Bu konu neden bu kadar hassas? Çünkü herkesin bildiği gibi, Trump ailesi kripto sektörüne derinlemesine katılmıştır. Ailenin hissedarı olduğu World Liberty Financial şirketi, USD1 adlı bir stabilcoin çıkardı ve kısa sürede hızla yükseldi. Trump'ın kendisi, 2024 mali raporunda bu şirketten on milyonlarca dolar gelir elde ettiğini bildirdi.
"World Liberty Financial" aramasını yaptığınızda, resmi web sitesinin başlığında "Trump'tan ilham aldı, USD1 ile destekleniyor" yazdığını göreceksiniz. Bir ülkenin başkanının bir kripto para birimine destek vermesi, bu tür bir "kamu malını özel çıkarlar için kullanma" durumu, fazla abartılı değil mi? ) Önceki böyle yapan devlet başkanı Arjantin Cumhurbaşkanı Javier Milei, "Küçük Trump" olarak adlandırılıyor. ### Bir tarafta başkanın stabilcoin'in yasallaşmasını büyük bir şekilde desteklemesi, diğer tarafta kendi stabilcoin işinin hızla büyümesi var. Bu durum sadece yasayı gölgelemekle kalmıyor, aynı zamanda tüm Web3 ve kripto endüstrisinin itibarını da zedeleyerek, sanki siyasi elitlerin kâr elde etme aracı haline gelmiş gibi bir izlenim yaratıyor.
Daha derin bir risk, belirgin bir parti ve kişisel çıkarlar içeren bir yasadır; bu nedenle, istikrarı kesinlikle endişe vericidir. Bu sefer Cumhuriyetçi Parti'nin öncülüğünde geçmesine rağmen, Demokrat Parti'nin eleştirileri dinmek bilmiyor. Gelecekte bir gün iktidar değiştiğinde, yeni göreve gelen hükümetin mevcut başkana karşı bir "hesaplaşma" yapmayacağını kim garanti edebilir? O zaman, yasa arkasındaki çıkar çatışmalarından dolayı "banyo suyunu ve çocuğu birlikte dökme" tercihini mi seçecekler, doğrudan tüm stabilcoin çerçevesini iptal veya devirecekler mi?

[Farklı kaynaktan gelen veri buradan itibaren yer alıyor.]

use cosmwasm_schema::cw_serde;
use cosmwasm_std::{from_json, to_json_binary, Binary, StdError};

/// Lifecycle status of a held transfer packet.
///
/// A packet is created `Pending` and moves to exactly one terminal status:
/// `Finalized` once the rollapp state root covering it is accepted, or
/// `Reverted` if that state root is rejected.
#[cw_serde]
#[derive(Copy, Eq, Hash, PartialOrd, Ord)]
pub enum PacketStatus {
    Pending,
    Finalized,
    Reverted,
}

impl PacketStatus {
    pub fn is_terminal(&self) -> bool {
        !matches!(self, PacketStatus::Pending)
    }

    /// Stable label used in the canonical key encoding.
    pub fn as_str(&self) -> &'static str {
        match self {
            PacketStatus::Pending => "pending",
            PacketStatus::Finalized => "finalized",
            PacketStatus::Reverted => "reverted",
        }
    }
}

impl std::fmt::Display for PacketStatus {
    fn fmt(&self, f: &mut std::fmt::Formatter<'_>) -> std::fmt::Result {
        f.write_str(self.as_str())
    }
}

/// The transport lifecycle event that put the packet on hold.
#[cw_serde]
#[derive(Copy, Eq, Hash)]
pub enum PacketKind {
    OnReceive,
    OnAcknowledge,
    OnTimeout,
}

/// Transport-level packet identity plus its opaque payload.
#[cw_serde]
pub struct TransferPacket {
    pub sequence: u64,
    pub source_port: String,
    pub source_channel: String,
    pub destination_port: String,
    pub destination_channel: String,
    /// Raw payload bytes; decodes as [`TransferData`] for fungible transfers.
    pub data: Binary,
}

impl TransferPacket {
    pub fn transfer_data(&self) -> Result<TransferData, StdError> {
        from_json(&self.data)
    }
}

/// Fungible-transfer payload carried by a [`TransferPacket`].
#[cw_serde]
#[derive(Default)]
pub struct TransferData {
    pub denom: String,
    pub amount: String,
    pub sender: String,
    pub receiver: String,
    #[serde(default)]
    pub memo: String,
}

impl TransferData {
    pub fn to_binary(&self) -> Result<Binary, StdError> {
        to_json_binary(self)
    }
}

/// An inbound transfer held until the originating rollapp state finalizes.
#[cw_serde]
pub struct PendingPacket {
    pub packet: TransferPacket,
    /// Decoded payload, kept in lockstep with `packet.data`.
    pub transfer: TransferData,
    pub status: PacketStatus,
    pub kind: PacketKind,
    /// Light-client height at receipt, a conservative stand-in for the
    /// packet's proof height.
    pub proof_height: u64,
    /// Address of the relayer that submitted the packet.
    pub relayer: String,
    pub acknowledgement: Option<Binary>,
    pub is_timeout: bool,
}

impl PendingPacket {
    pub fn on_receive(
        packet: TransferPacket,
        transfer: TransferData,
        proof_height: u64,
        relayer: impl Into<String>,
    ) -> Self {
        Self {
            packet,
            transfer,
            status: PacketStatus::Pending,
            kind: PacketKind::OnReceive,
            proof_height,
            relayer: relayer.into(),
            acknowledgement: None,
            is_timeout: false,
        }
    }

    pub fn on_acknowledgement(
        packet: TransferPacket,
        transfer: TransferData,
        proof_height: u64,
        relayer: impl Into<String>,
        acknowledgement: Binary,
    ) -> Self {
        Self {
            packet,
            transfer,
            status: PacketStatus::Pending,
            kind: PacketKind::OnAcknowledge,
            proof_height,
            relayer: relayer.into(),
            acknowledgement: Some(acknowledgement),
            is_timeout: false,
        }
    }

    pub fn on_timeout(
        packet: TransferPacket,
        transfer: TransferData,
        proof_height: u64,
        relayer: impl Into<String>,
    ) -> Self {
        Self {
            packet,
            transfer,
            status: PacketStatus::Pending,
            kind: PacketKind::OnTimeout,
            proof_height,
            relayer: relayer.into(),
            acknowledgement: None,
            is_timeout: true,
        }
    }

    /// Re-points the eventual beneficiary of the transfer, keeping the raw
    /// payload and the decoded copy consistent.
    pub fn set_receiver(&mut self, receiver: impl Into<String>) -> Result<(), StdError> {
        self.transfer.receiver = receiver.into();
        self.packet.data = self.transfer.to_binary()?;
        Ok(())
    }
}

Bu siyasi belirsizlik, uzun vadeli istikrarlı beklentilere büyük ihtiyaç duyan bir sektör için kesinlikle bir zaman bombasıdır.

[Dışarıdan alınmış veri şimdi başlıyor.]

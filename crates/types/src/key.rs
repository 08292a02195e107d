use cosmwasm_schema::cw_serde;

use crate::{PacketStatus, TransferPacket};

/// Composite index key of a held packet:
/// `(rollapp_id, status, proof_height, destination channel, sequence)`.
///
/// The derived ordering is the scan order: all packets of a rollapp in one
/// status, ascending proof height, then packet identity, which is stable
/// insertion order within a height. Status and height are mutable over the
/// record's life, so a status transition relocates the record and reports
/// the `(old, new)` key pair to dependents.
#[cw_serde]
#[derive(Eq, Hash, PartialOrd, Ord)]
pub struct PacketKey {
    pub rollapp_id: String,
    pub status: PacketStatus,
    pub proof_height: u64,
    pub channel: String,
    pub sequence: u64,
}

impl PacketKey {
    pub fn new(
        rollapp_id: impl Into<String>,
        status: PacketStatus,
        proof_height: u64,
        packet: &TransferPacket,
    ) -> Self {
        Self {
            rollapp_id: rollapp_id.into(),
            status,
            proof_height,
            channel: packet.destination_channel.clone(),
            sequence: packet.sequence,
        }
    }

    /// The same identity under a different status.
    pub fn with_status(&self, status: PacketStatus) -> Self {
        Self {
            status,
            ..self.clone()
        }
    }

    /// Canonical string form, also used as the demand-order id. Heights and
    /// sequences are zero-padded so lexicographic order matches key order.
    pub fn canonical(&self) -> String {
        format!(
            "{}/{}/{:020}/{}/{:020}",
            self.rollapp_id, self.status, self.proof_height, self.channel, self.sequence
        )
    }
}

impl std::fmt::Display for PacketKey {
    fn fmt(&self, f: &mut std::fmt::Formatter<'_>) -> std::fmt::Result {
        f.write_str(&self.canonical())
    }
}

Güç Oyunu: "İnovasyon Cenneti" mi, yoksa "Devlerin Arka Bahçesi" mi?
Tasarı "yeniliği teşvik etmek" iddia ediyor, ancak kurallarını dikkatlice incelerseniz, tam tersine bir sonuca varabilirsiniz.
Yasa, stabil coin ihraççıları için bankalarla kıyaslanabilecek sert bir düzenleme standardı belirliyor: kara para aklamaya karşı (AML), müşterinizi tanıyın (KYC), sık denetimler, bankacılık seviyesinde güvenlik sistemleri... Tüm bunlar, son derece yüksek uyum maliyetleri anlamına geliyor. Araştırmalar, finansal teknoloji şirketlerinin %93'ünün uyum gerekliliklerini karşılamakta başının dertte olduğunu gösteriyor.
Yeni kurulan şirketler için bu neredeyse aşılması imkansız bir engel. Peki, kim bu durumu kolayca aşabilir? Cevap ortada: Zaten büyük ve köklü olan Wall Street devleri ve olgun finansal teknoloji şirketleri. Onlar hazır bir hukuk uyum ekibine, güçlü bir sermayeye ve düzenleyici kuruluşlarla başa çıkma konusunda zengin bir deneyime sahipler.
Sonuç, bu yasalaşmanın "İnovasyonu Teşvik Etme" adı altında aslında sektör devlerine hizmet etmesi olabilir.